Hello, My Concubine [So-Called Trends]
by Guest Contributor Jen, originally published at Disgrasian
British newspaper The Independent reported last week that concubines are making a comecuback in China due to the return of capitalism. This is particularly fascinating to me because my great-great-grandmother was a concubine. She was the only “wife” of my great-great-grandfather able to give him a son–my maternal grandmother’s father–which was considered the socially-acceptable reason to take on a concubine in those days (as opposed to just keeping them around for sex).
But as I read the Independent piece, “Chinese Concubines Return Thanks To Increasing Capitalism,” which cited one corrupt government official after another keeping mistresses and sometimes offering those women kickbacks, I began to wonder what the difference was between a concubine and a mistress. Was it only semantics? Or was there some kind of legal difference?
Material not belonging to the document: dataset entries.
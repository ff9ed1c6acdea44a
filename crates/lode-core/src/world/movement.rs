// SPDX-License-Identifier: Apache-2.0
// © James Ross Ω FLYING•ROBOTS <https://github.com/flyingrobots>
//! Movement integration and collision resolution.
//!
//! Per actor, per tick: normalize intent, integrate X then Y independently
//! with axis sweeps against inflated obstacle AABBs, resolve residual
//! penetration along the minimum axis, then run bounded pairwise actor
//! separation. Actors iterate in id order so the outcome is deterministic.

use crate::actor::Facing;
use crate::world::mutate::normalize_intent;
use crate::world::{Obstacle, World};

/// Pairwise separation iterations per tick.
const SEPARATION_ITERATIONS: usize = 4;

/// Minimum per-tick displacement below which a pathing actor counts as
/// blocked, for replanning.
const PATH_STALL_EPSILON: f64 = 0.1;

struct MovingActor {
    id: String,
    x: f64,
    y: f64,
    dx: f64,
    dy: f64,
    is_player: bool,
}

impl World {
    /// Runs the movement phase for every actor.
    pub(crate) fn step_movement(&mut self, dt: f64) {
        let half = self.config.player_half_extent;
        let blocking: Vec<Obstacle> = self
            .obstacles
            .iter()
            .filter(|o| o.kind.blocks_movement())
            .copied()
            .collect();

        let mut moving = self.collect_intents(dt);

        // Axis-by-axis integration with obstacle sweeps.
        for actor in &mut moving {
            let stepped_x = sweep_axis_x(actor.x, actor.y, actor.dx, half, &blocking);
            actor.x = stepped_x;
            let stepped_y = sweep_axis_y(actor.x, actor.y, actor.dy, half, &blocking);
            actor.y = stepped_y;
            resolve_penetration(&mut actor.x, &mut actor.y, half, &blocking);
        }

        // Pairwise separation, re-resolving obstacles each round.
        for _ in 0..SEPARATION_ITERATIONS {
            let mut any = false;
            for i in 0..moving.len() {
                for j in (i + 1)..moving.len() {
                    let (left, right) = moving.split_at_mut(j);
                    let a = &mut left[i];
                    let b = &mut right[0];
                    if separate_pair(a, b, half) {
                        any = true;
                    }
                }
            }
            if !any {
                break;
            }
            for actor in &mut moving {
                resolve_penetration(&mut actor.x, &mut actor.y, half, &blocking);
            }
        }

        for actor in &moving {
            self.set_actor_pos(&actor.id, actor.x, actor.y);
            if !actor.is_player {
                if let Some(facing) = Facing::from_vec(actor.dx, actor.dy) {
                    self.set_actor_facing(&actor.id, facing);
                }
            }
        }

        self.follow_paths_bookkeeping(&moving);
    }

    /// Computes per-actor displacement for this tick, consuming paths and
    /// intents. Players first, then NPCs, both in id order.
    fn collect_intents(&mut self, dt: f64) -> Vec<MovingActor> {
        let mut moving = Vec::with_capacity(self.players.len() + self.npcs.len());
        let player_speed = self.config.player_move_speed;
        let npc_speed = self.config.npc_move_speed;

        let player_ids: Vec<String> = self.players.keys().cloned().collect();
        for id in player_ids {
            let (x, y, mut ix, mut iy) = {
                let p = &self.players[&id];
                (p.actor.x, p.actor.y, p.intent_x, p.intent_y)
            };
            if let Some(dir) = self.consume_path_direction(&id, true, x, y) {
                ix = dir.0;
                iy = dir.1;
            }
            let (nx, ny) = normalize_intent(ix, iy);
            moving.push(MovingActor {
                id,
                x,
                y,
                dx: nx * player_speed * dt,
                dy: ny * player_speed * dt,
                is_player: true,
            });
        }

        let npc_ids: Vec<String> = self.npcs.keys().cloned().collect();
        for id in npc_ids {
            let (x, y, mut ix, mut iy) = {
                let n = &self.npcs[&id];
                (n.actor.x, n.actor.y, n.intent.0, n.intent.1)
            };
            if let Some(dir) = self.consume_path_direction(&id, false, x, y) {
                ix = dir.0;
                iy = dir.1;
            }
            let (nx, ny) = normalize_intent(ix, iy);
            moving.push(MovingActor {
                id,
                x,
                y,
                dx: nx * npc_speed * dt,
                dy: ny * npc_speed * dt,
                is_player: false,
            });
        }
        moving
    }

    /// Direction toward the next waypoint, advancing and clearing the path
    /// as waypoints are reached.
    fn consume_path_direction(
        &mut self,
        id: &str,
        is_player: bool,
        x: f64,
        y: f64,
    ) -> Option<(f64, f64)> {
        let path = if is_player {
            self.players.get_mut(id).and_then(|p| p.path.as_mut())
        } else {
            self.npcs.get_mut(id).and_then(|n| n.path.as_mut())
        }?;

        while path.next_index < path.waypoints.len() {
            let (wx, wy) = path.waypoints[path.next_index];
            let dist = ((wx - x).powi(2) + (wy - y).powi(2)).sqrt();
            if dist <= path.arrive_radius {
                path.next_index += 1;
            } else {
                return Some(((wx - x) / dist, (wy - y) / dist));
            }
        }

        // Path exhausted.
        if is_player {
            if let Some(p) = self.players.get_mut(id) {
                p.path = None;
            }
            self.set_player_intent(id, 0.0, 0.0);
        } else if let Some(n) = self.npcs.get_mut(id) {
            n.path = None;
            n.intent = (0.0, 0.0);
        }
        None
    }

    /// Replans paths whose replanning cooldown elapsed while the actor was
    /// still trying to move.
    fn follow_paths_bookkeeping(&mut self, moved: &[MovingActor]) {
        let tick = self.tick;
        let mut replans: Vec<(String, (f64, f64), (f64, f64))> = Vec::new();
        for actor in moved {
            if actor.dx.abs() + actor.dy.abs() < PATH_STALL_EPSILON {
                continue;
            }
            let Some(current) = self.actor(&actor.id) else {
                continue;
            };
            let pos = (current.x, current.y);
            let path = if actor.is_player {
                self.players.get(&actor.id).and_then(|p| p.path.as_ref())
            } else {
                self.npcs.get(&actor.id).and_then(|n| n.path.as_ref())
            };
            let Some(path) = path else {
                continue;
            };
            if tick >= path.replan_at {
                replans.push((actor.id.clone(), pos, path.target));
            }
        }
        for (id, from, target) in replans {
            if let Some(waypoints) = self.nav.find_path(from, target) {
                let follow = crate::actor::PathFollow {
                    target,
                    waypoints,
                    next_index: 0,
                    arrive_radius: 12.0,
                    replan_at: tick + 15,
                };
                if let Some(p) = self.players.get_mut(&id) {
                    if p.path.is_some() {
                        p.path = Some(follow);
                    }
                } else if let Some(n) = self.npcs.get_mut(&id) {
                    if n.path.is_some() {
                        n.path = Some(follow);
                    }
                }
            }
        }
    }
}

fn y_overlaps(y: f64, half: f64, o: &Obstacle) -> bool {
    y + half > o.y && y - half < o.max_y()
}

fn x_overlaps(x: f64, half: f64, o: &Obstacle) -> bool {
    x + half > o.x && x - half < o.max_x()
}

fn sweep_axis_x(x: f64, y: f64, dx: f64, half: f64, obstacles: &[Obstacle]) -> f64 {
    if dx == 0.0 {
        return x;
    }
    let mut next = x + dx;
    for o in obstacles {
        if !y_overlaps(y, half, o) {
            continue;
        }
        if dx > 0.0 && x + half <= o.x && next + half > o.x {
            next = o.x - half;
        } else if dx < 0.0 && x - half >= o.max_x() && next - half < o.max_x() {
            next = o.max_x() + half;
        }
    }
    next
}

fn sweep_axis_y(x: f64, y: f64, dy: f64, half: f64, obstacles: &[Obstacle]) -> f64 {
    if dy == 0.0 {
        return y;
    }
    let mut next = y + dy;
    for o in obstacles {
        if !x_overlaps(x, half, o) {
            continue;
        }
        if dy > 0.0 && y + half <= o.y && next + half > o.y {
            next = o.y - half;
        } else if dy < 0.0 && y - half >= o.max_y() && next - half < o.max_y() {
            next = o.max_y() + half;
        }
    }
    next
}

/// Pushes a point out of any obstacle it penetrates, along the axis of
/// minimum overlap.
fn resolve_penetration(x: &mut f64, y: &mut f64, half: f64, obstacles: &[Obstacle]) {
    for o in obstacles {
        if !(x_overlaps(*x, half, o) && y_overlaps(*y, half, o)) {
            continue;
        }
        let push_left = (*x + half) - o.x;
        let push_right = o.max_x() - (*x - half);
        let push_up = (*y + half) - o.y;
        let push_down = o.max_y() - (*y - half);
        let min_x = push_left.min(push_right);
        let min_y = push_up.min(push_down);
        if min_x <= min_y {
            if push_left <= push_right {
                *x -= push_left;
            } else {
                *x += push_right;
            }
        } else if push_up <= push_down {
            *y -= push_up;
        } else {
            *y += push_down;
        }
    }
}

/// Separates one overlapping actor pair symmetrically. Returns whether a
/// push happened.
fn separate_pair(a: &mut MovingActor, b: &mut MovingActor, half: f64) -> bool {
    let min_dist = 2.0 * half;
    let dx = b.x - a.x;
    let dy = b.y - a.y;
    let dist_sq = dx * dx + dy * dy;
    if dist_sq >= min_dist * min_dist {
        return false;
    }
    let dist = dist_sq.sqrt();
    let (nx, ny) = if dist > 1e-9 {
        (dx / dist, dy / dist)
    } else {
        // Exactly coincident: push apart along x, id order decides sides.
        (1.0, 0.0)
    };
    let overlap = min_dist - dist;
    let push = overlap / 2.0;
    a.x -= nx * push;
    a.y -= ny * push;
    b.x += nx * push;
    b.y += ny * push;
    true
}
As it turns out, concubinage has always been differentiated from having a mistress because of its legal status. According to the Reference.com encyclopedia:
Concubines have limited rights of support from the man, and their offspring are publicly acknowledged as the man’s children, albeit of lower status than children born by the official wife or wives; these legal rights distinguish a concubine from a mistress.
Since having concubines has been illegal in China since the founding of the Republic in 1912, why are these modern-day Chinese mistresses being called “concubines”? Why is The Independent insisting that China’s bringing back this “feudal institution”?
Oh right. Because we’re talking about China. Exotic, mysterious, fetish-y, weird, sexually perverse China. Land of half-a-billion sideways vaginas. Got it.